To delete all documents in a given source, as well as the source itself, run:

$ docker-compose run worker /bin/bash
root@worker# aleph flush source_foreign_id

If you want to re-analyze or re-index all documents that are part of a given source, run:

$ docker-compose run worker /bin/bash

# Perform analysis (i.e. entity extraction, language detection) and index:
root@worker# aleph analyze -f source_foreign_id

# Re-index only:
root@worker# aleph analyze -f source_foreign_id

Finally, a pleasantly-named command is provided to delete and re-construct both the entire database and the search index.

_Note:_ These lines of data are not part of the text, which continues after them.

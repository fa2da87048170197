use std::fs::File;
use std::io::{BufRead, Write};

use anyhow::{Context, Result};
use clap::Parser;

use crate::application::AppError;
use crate::domain::{Cents, Ledger, parse_cents};
use crate::io::Exporter;

/// Tally - Personal Budget Tracker
#[derive(Parser)]
#[command(name = "tally")]
#[command(about = "An in-memory personal budget tracker for the command line")]
#[command(version)]
pub struct Cli {
    /// Enable verbose output
    #[arg(short, long)]
    pub verbose: bool,
}

impl Cli {
    pub fn run(self) -> Result<()> {
        let stdin = std::io::stdin();
        let stdout = std::io::stdout();
        let mut session = Session::new(self.verbose, stdin.lock(), stdout.lock());
        session.run()
    }
}

/// Parse amount text at the prompt boundary. This is the only failure the
/// tracker itself raises; the ledger never sees unparsed input.
pub fn parse_amount(input: &str) -> Result<Cents, AppError> {
    parse_cents(input).map_err(|source| AppError::InvalidAmount {
        input: input.trim().to_string(),
        source,
    })
}

/// One interactive run of the numbered menu over a single in-memory ledger.
/// Generic over input/output so scripted sessions are testable.
pub struct Session<R, W> {
    ledger: Ledger,
    verbose: bool,
    input: R,
    output: W,
}

impl<R: BufRead, W: Write> Session<R, W> {
    pub fn new(verbose: bool, input: R, output: W) -> Self {
        Self {
            ledger: Ledger::new(),
            verbose,
            input,
            output,
        }
    }

    pub fn ledger(&self) -> &Ledger {
        &self.ledger
    }

    /// Tear the finished session apart, handing back the ledger and the
    /// output writer.
    pub fn into_parts(self) -> (Ledger, W) {
        (self.ledger, self.output)
    }

    /// Run the menu loop until the user exits or input is exhausted.
    pub fn run(&mut self) -> Result<()> {
        loop {
            self.print_menu()?;
            let Some(choice) = self.prompt("Choose an option: ")? else {
                break;
            };
            match choice.trim() {
                "1" => self.add_income()?,
                "2" => self.add_expense()?,
                "3" => self.show_report()?,
                "4" => self.show_transactions()?,
                "5" => self.export_data()?,
                "6" => {
                    writeln!(self.output, "Exiting...")?;
                    break;
                }
                _ => writeln!(self.output, "Invalid choice. Please try again.")?,
            }
        }
        Ok(())
    }

    fn print_menu(&mut self) -> Result<()> {
        writeln!(self.output)?;
        writeln!(self.output, "Personal Budget Tracker")?;
        writeln!(self.output, "1. Add Income")?;
        writeln!(self.output, "2. Add Expense")?;
        writeln!(self.output, "3. Generate Report")?;
        writeln!(self.output, "4. Show Transactions")?;
        writeln!(self.output, "5. Export Data")?;
        writeln!(self.output, "6. Exit")?;
        Ok(())
    }

    /// Prompt and read one line, without its trailing newline.
    /// Returns None once input is exhausted.
    fn prompt(&mut self, text: &str) -> Result<Option<String>> {
        write!(self.output, "{text}")?;
        self.output.flush()?;

        let mut line = String::new();
        if self.input.read_line(&mut line)? == 0 {
            return Ok(None);
        }
        while line.ends_with('\n') || line.ends_with('\r') {
            line.pop();
        }
        Ok(Some(line))
    }

    /// Prompt for an amount. On unparsable input, report the error and
    /// return None so the caller abandons the entry untouched.
    fn prompt_amount(&mut self, text: &str) -> Result<Option<Cents>> {
        let Some(raw) = self.prompt(text)? else {
            return Ok(None);
        };
        match parse_amount(&raw) {
            Ok(cents) => Ok(Some(cents)),
            Err(err) => {
                writeln!(self.output, "Error: {err}")?;
                Ok(None)
            }
        }
    }

    fn add_income(&mut self) -> Result<()> {
        let Some(amount) = self.prompt_amount("Enter income amount: ")? else {
            return Ok(());
        };
        let Some(description) = self.prompt("Enter income description: ")? else {
            return Ok(());
        };

        self.ledger.record_income(amount, description);
        writeln!(self.output, "Income added.")?;
        self.log_count();
        Ok(())
    }

    fn add_expense(&mut self) -> Result<()> {
        let Some(amount) = self.prompt_amount("Enter expense amount: ")? else {
            return Ok(());
        };
        let Some(category) = self.prompt("Enter expense category: ")? else {
            return Ok(());
        };
        let Some(description) = self.prompt("Enter expense description: ")? else {
            return Ok(());
        };

        self.ledger.record_expense(amount, category, description);
        writeln!(self.output, "Expense added.")?;
        self.log_count();
        Ok(())
    }

    fn show_report(&mut self) -> Result<()> {
        writeln!(self.output, "{}", self.ledger.generate_report())?;
        Ok(())
    }

    fn show_transactions(&mut self) -> Result<()> {
        let lines = self.ledger.list_transactions();
        if lines.is_empty() {
            writeln!(self.output, "No transactions recorded.")?;
            return Ok(());
        }
        for line in lines {
            writeln!(self.output, "{line}")?;
        }
        Ok(())
    }

    fn export_data(&mut self) -> Result<()> {
        let Some(format) = self.prompt("Export format (csv/json): ")? else {
            return Ok(());
        };
        let Some(path) = self.prompt("Output file (leave blank for screen): ")? else {
            return Ok(());
        };

        // export failures are reported and the session keeps going
        match self.write_export(format.trim(), path.trim()) {
            Ok(count) => writeln!(self.output, "Exported {} transaction(s).", count)?,
            Err(err) => writeln!(self.output, "Error: {:#}", err)?,
        }
        Ok(())
    }

    fn write_export(&mut self, format: &str, path: &str) -> Result<usize> {
        let exporter = Exporter::new(&self.ledger);

        let count = match format {
            "csv" => {
                if path.is_empty() {
                    exporter.export_transactions_csv(&mut self.output)?
                } else {
                    let file = File::create(path)
                        .with_context(|| format!("Failed to create output file: {}", path))?;
                    exporter.export_transactions_csv(file)?
                }
            }
            "json" => {
                let snapshot = if path.is_empty() {
                    let snapshot = exporter.export_snapshot_json(&mut self.output)?;
                    writeln!(self.output)?;
                    snapshot
                } else {
                    let file = File::create(path)
                        .with_context(|| format!("Failed to create output file: {}", path))?;
                    exporter.export_snapshot_json(file)?
                };
                snapshot.transactions.len()
            }
            other => {
                anyhow::bail!("Invalid export format '{}'. Valid formats: csv, json", other)
            }
        };

        Ok(count)
    }

    fn log_count(&self) {
        if self.verbose {
            eprintln!("[tally] {} transaction(s) in ledger", self.ledger.len());
        }
    }
}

$ docker-compose run worker /bin/bash
root@worker# aleph evilshit

Mailing list

aleph is used by multiple organisations, including Code for Africa, OCCRP and OpenOil. For coordination, the following Google Group exists: aleph-search

Existing alternatives

aleph is one of many document processing and search tools targeted at journalists, activists etc. Many of these are similar in scope, aleph aims to distinguish itself by providing entity cross-referencing and seamless support for both tabular and textual data.

  • DocumentCloud, the biggest document hosting site for journalistic content, including OCR and organisation- and project-level access control.
  • Transparency Toolkit, LookingGlass is an indexing server for JSON documents with support for theming, used mainly for scraped social media profiles.
  • resourcecontracts.org, visual browser for resource (oil, mining, etc.) contract documents.
  • mma-dexter, used by Media Monitoring Africa to do content classification and guided entity extraction of South African media.
  • analice.me, document management and data extraction tool by Hacks/Hackers Buenos Aires.
  • datawi.re
  • ICIJ Extract, Java-based OCR and content extraction pipeline used for large-scale leaks.
  • nltk, patterns
  • OpenCalais, LingPipe, AlchemyAPI

License

The MIT License (MIT)

Copyright (c) 2014-2016 Friedrich Lindenberg

Permission is hereby granted, free of charge, to any person obtaining a copy of this software and associated documentation files (the "Software"), to deal in the Software without restriction, including without limitation the rights to use, copy, modify, merge, publish, distribute, sublicense, and/or sell copies of the Software, and to permit persons to whom the Software is furnished to do so, subject to the following conditions:

The above copyright notice and this permission notice shall be included in all copies or substantial portions of the Software.

THE SOFTWARE IS PROVIDED "AS IS", WITHOUT WARRANTY OF ANY KIND, EXPRESS OR IMPLIED, INCLUDING BUT NOT LIMITED TO THE WARRANTIES OF MERCHANTABILITY, FITNESS FOR A PARTICULAR PURPOSE AND NONINFRINGEMENT. IN NO EVENT SHALL THE AUTHORS OR COPYRIGHT HOLDERS BE LIABLE FOR ANY CLAIM, DAMAGES OR OTHER LIABILITY, WHETHER IN AN ACTION OF CONTRACT, TORT OR OTHERWISE, ARISING FROM, OUT OF OR IN CONNECTION WITH THE SOFTWARE OR THE USE OR OTHER DEALINGS IN THE SOFTWARE.